There are 55 places reserved specially for these so-called “rural” students. Rural is defined by the Department of Statistics.

The rural advantage is even greater if these two students apply on the other path, after finishing an undergradu­ate degree. The general applicant needs an A average; rural will get in with a B plus. I know, right? Coatesvill­e! Coatesvill­e is an affluent area on Auckland’s northern outskirts known as the Hamptons of Auckland. It is full of large faux Tuscan houses built by Herne Bay stockbroke­rs who wanted a ride-on mower. If you live in Coatesvill­e you are five minutes from one of New Zealand’s biggest shopping malls. Yes, it’s that rural.

Last month this paper reported Coatesvill­e was Auckland’s top priced suburb with an average sale price of $3.3 million.

Forgive me, but I find it hard to see how the pony club graduates of Coatesvill­e are worthy recipients of a scheme which is intended to encourage more doctors into needy rural practices.

But maybe I’m missing the point. Perhaps this scheme works because those who get in under the ruralorigi­ns sub-category have to commit to being altruistic Doctors Without Borders types, taking their skills to the country’s remote, deprived areas?

Nope and nope. Turns out the students in the rural origins subcategor­y are not bonded after graduation and are free to work wherever they like. They “may be” required to participat­e in a placement in a rural practice in their fifth year, but even this is not compulsory.

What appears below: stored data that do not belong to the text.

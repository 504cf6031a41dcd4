fn main() {
    // Bake the deployment's API base URL into the binary, the same way the
    // web build picks it up from its environment.
    match std::env::var("FURNILAYOUT_API_URL") {
        Ok(url) if !url.trim().is_empty() => {
            println!("cargo:rustc-env=FURNILAYOUT_BUILTIN_API_URL={}", url.trim());
        }
        _ => {
            println!("cargo:rustc-env=FURNILAYOUT_BUILTIN_API_URL=");
        }
    }

    // Re-run build script if FURNILAYOUT_API_URL changes
    println!("cargo:rerun-if-env-changed=FURNILAYOUT_API_URL");
    println!("cargo:rerun-if-changed=build.rs");
}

So I went to Peter Crampton, the University of Otago pro-vice chancellor and dean of health sciences and asked him about it. (Again, sorry Annie). Professor Crampton said six years ago the university introduced a policy called Mirror on Society to reflect the diverse communitie­s of Aotearoa.

“Don’t underestim­ate the politics of rural. The economy is dependent upon agricultur­e, tourism and fishing, much of which is based in rural communitie­s. The maintenanc­e [or not] of infrastruc­ture in rural communitie­s is a political issue.”

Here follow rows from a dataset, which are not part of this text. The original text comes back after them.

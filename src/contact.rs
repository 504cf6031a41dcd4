//! "Contact the agent" modal: a small form that posts a message about a
//! property and closes itself shortly after a successful send.
//!
//! Lifecycle: `Idle -> Submitting -> Idle`, with the outcome of the last
//! attempt kept in [`ContactModal::last_outcome`]. A failed attempt keeps
//! whatever the visitor typed so they can retry straight away.

use crate::api::CatalogApi;
use crate::error::Result;
use crate::models::{ApiEnvelope, ContactMessage, ContactPayload};
use crate::notify::NotificationManager;
use log::{error, info, warn};
use serde_json::Value;
use std::sync::atomic::{AtomicBool, Ordering};
use std::sync::Arc;
use std::time::Duration;
use tokio::task::JoinHandle;
use tokio::time::{sleep_until, Instant};

pub const DEFAULT_PROPERTY_NAME: &str = "Properti";

const MSG_MISSING_FIELDS: &str = "Mohon lengkapi semua field yang wajib diisi";
const MSG_SENT: &str = "Pesan berhasil dikirim! Agent kami akan menghubungi Anda segera.";
const MSG_REJECTED: &str = "Gagal mengirim pesan. Silakan coba lagi.";
const MSG_UNEXPECTED: &str = "Terjadi kesalahan. Silakan coba lagi.";

pub type CloseHandler = Arc<dyn Fn() + Send + Sync>;

#[derive(Debug, Clone, Copy, PartialEq, Eq)]
pub enum ContactPhase {
    Idle,
    Submitting,
}

#[derive(Debug, Clone, Copy, PartialEq, Eq)]
pub enum SubmitOutcome {
    /// A required field was empty; nothing was sent
    Invalid(&'static str),
    /// A previous submission is still in flight
    Busy,
    Sent,
    Failed,
}

#[derive(Debug, Clone, Copy, PartialEq, Eq)]
pub enum ContactField {
    Name,
    Email,
    Phone,
    Message,
}

/// Where a click inside the overlay landed
#[derive(Debug, Clone, Copy, PartialEq, Eq)]
pub enum ClickTarget {
    Backdrop,
    Card,
}

pub struct ContactModal {
    api: Arc<dyn CatalogApi>,
    notifications: NotificationManager,
    property_name: String,
    form: ContactMessage,
    phase: ContactPhase,
    last_outcome: Option<SubmitOutcome>,
    on_close: Option<CloseHandler>,
    close_delay: Duration,
    pending_close: Option<JoinHandle<()>>,
}

impl ContactModal {
    pub fn new(
        api: Arc<dyn CatalogApi>,
        notifications: NotificationManager,
        property_name: impl Into<String>,
        close_delay: Duration,
    ) -> Self {
        let property_name = property_name.into();
        Self {
            api,
            notifications,
            property_name: if property_name.is_empty() {
                DEFAULT_PROPERTY_NAME.to_string()
            } else {
                property_name
            },
            form: ContactMessage::default(),
            phase: ContactPhase::Idle,
            last_outcome: None,
            on_close: None,
            close_delay,
            pending_close: None,
        }
    }

    pub fn on_close(mut self, handler: impl Fn() + Send + Sync + 'static) -> Self {
        self.on_close = Some(Arc::new(handler));
        self
    }

    pub fn property_name(&self) -> &str {
        &self.property_name
    }

    pub fn form(&self) -> &ContactMessage {
        &self.form
    }

    pub fn set_field(&mut self, field: ContactField, value: impl Into<String>) {
        let value = value.into();
        match field {
            ContactField::Name => self.form.name = value,
            ContactField::Email => self.form.email = value,
            ContactField::Phone => self.form.phone = value,
            ContactField::Message => self.form.message = value,
        }
    }

    pub fn phase(&self) -> ContactPhase {
        self.phase
    }

    /// Submit and cancel buttons are disabled while this is true
    pub fn is_busy(&self) -> bool {
        self.phase == ContactPhase::Submitting
    }

    pub fn last_outcome(&self) -> Option<SubmitOutcome> {
        self.last_outcome
    }

    /// Validates the form and enters `Submitting`, returning the payload to
    /// send. Hosts that drive the request themselves pair this with
    /// [`finish_submit`](Self::finish_submit).
    pub fn begin_submit(&mut self) -> std::result::Result<ContactPayload, SubmitOutcome> {
        if self.is_busy() {
            return Err(SubmitOutcome::Busy);
        }

        if let Some(field) = self.form.missing_required() {
            info!("[Contact] Not sending, {} is empty", field);
            self.notifications.error(MSG_MISSING_FIELDS);
            self.last_outcome = Some(SubmitOutcome::Invalid(field));
            return Err(SubmitOutcome::Invalid(field));
        }

        self.phase = ContactPhase::Submitting;
        Ok(self.form.to_payload(&self.property_name))
    }

    /// Applies the backend's answer and returns to `Idle`
    pub fn finish_submit(&mut self, reply: Result<ApiEnvelope<Value>>) -> SubmitOutcome {
        self.phase = ContactPhase::Idle;

        let outcome = match reply {
            Ok(envelope) if envelope.status_is_success() => {
                info!("[Contact] Message about {} sent", self.property_name);
                self.notifications.success(MSG_SENT);
                self.form.clear();
                self.schedule_close();
                SubmitOutcome::Sent
            }
            Ok(envelope) => {
                error!(
                    "[Contact] Backend refused message: {}",
                    envelope.message.as_deref().unwrap_or("no message")
                );
                self.notifications.error(MSG_REJECTED);
                SubmitOutcome::Failed
            }
            Err(e) => {
                error!("[Contact] Error sending message: {}", e);
                self.notifications.error(MSG_UNEXPECTED);
                SubmitOutcome::Failed
            }
        };

        self.last_outcome = Some(outcome);
        outcome
    }

    pub async fn submit(&mut self) -> SubmitOutcome {
        let payload = match self.begin_submit() {
            Ok(payload) => payload,
            Err(outcome) => return outcome,
        };
        let reply = self.api.submit_contact(&payload).await;
        self.finish_submit(reply)
    }

    fn schedule_close(&mut self) {
        let Some(handler) = self.on_close.clone() else {
            return;
        };

        // Deadline is fixed now, not when the task first gets polled
        let deadline = Instant::now() + self.close_delay;
        match tokio::runtime::Handle::try_current() {
            Ok(runtime) => {
                if let Some(previous) = self.pending_close.take() {
                    previous.abort();
                }
                self.pending_close = Some(runtime.spawn(async move {
                    sleep_until(deadline).await;
                    handler();
                }));
            }
            Err(_) => {
                warn!("[Contact] No async runtime to delay close, closing now");
                handler();
            }
        }
    }

    /// Whether a delayed close is still waiting to fire
    pub fn close_pending(&self) -> bool {
        self.pending_close
            .as_ref()
            .is_some_and(|handle| !handle.is_finished())
    }

    /// Waits for the delayed close scheduled by a successful submit, if any
    pub async fn wait_for_close(&mut self) {
        if let Some(handle) = self.pending_close.take() {
            if let Err(e) = handle.await {
                if !e.is_cancelled() {
                    error!("[Contact] Close task failed: {}", e);
                }
            }
        }
    }

    /// Close button; also used by the backdrop
    pub fn close(&mut self) {
        if let Some(pending) = self.pending_close.take() {
            pending.abort();
        }
        if let Some(handler) = &self.on_close {
            handler();
        }
    }

    /// Cancel button, disabled while a submission is in flight
    pub fn cancel(&mut self) -> bool {
        if self.is_busy() {
            return false;
        }
        self.close();
        true
    }

    /// Clicking the dimmed backdrop closes; clicks on the card stay inside
    pub fn click(&mut self, target: ClickTarget) -> bool {
        match target {
            ClickTarget::Backdrop => {
                self.close();
                true
            }
            ClickTarget::Card => false,
        }
    }
}

impl Drop for ContactModal {
    fn drop(&mut self) {
        // A modal that is gone must not close whatever replaced it
        if let Some(pending) = self.pending_close.take() {
            pending.abort();
        }
    }
}

/// Holds the page's contact modal, if open, and drops it once it closes
#[derive(Default)]
pub struct ModalSlot {
    modal: Option<ContactModal>,
    closed: Arc<AtomicBool>,
}

impl ModalSlot {
    /// Shows `modal`, replacing any open one. The modal's own close handler
    /// still runs.
    pub fn open(&mut self, mut modal: ContactModal) -> &mut ContactModal {
        let closed = Arc::new(AtomicBool::new(false));
        let flag = Arc::clone(&closed);
        let inner = modal.on_close.take();
        modal.on_close = Some(Arc::new(move || {
            flag.store(true, Ordering::SeqCst);
            if let Some(inner) = &inner {
                inner();
            }
        }));
        self.closed = closed;
        self.modal.insert(modal)
    }

    fn reap(&mut self) {
        if self.closed.load(Ordering::SeqCst) {
            self.modal = None;
        }
    }

    pub fn get(&mut self) -> Option<&mut ContactModal> {
        self.reap();
        self.modal.as_mut()
    }

    pub fn is_open(&mut self) -> bool {
        self.reap();
        self.modal.is_some()
    }

    pub fn close(&mut self) {
        if let Some(modal) = self.modal.as_mut() {
            modal.close();
        }
        self.modal = None;
    }
}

He said the scheme has been a success, based on a 2014 paper in the New Zealand Medical Journal which he claimed found almost twice as many Otago students with rural background or training choose to work in non-major urban and rural locations.

But when I read the study it did not seem to support this conclusion. The study was based on a tiny sample (14 doctors) and the authors concluded the number of doctors with rural origins working in nonurban areas was not statistica­lly significan­t.

I know the university has the purest motives for trying to encourage diversity and to support our rural heartland. I’m just not sure that preferenti­al treatment for someone who grew up in the Dotcom mansion is the way to do it. It is stupid and unfair.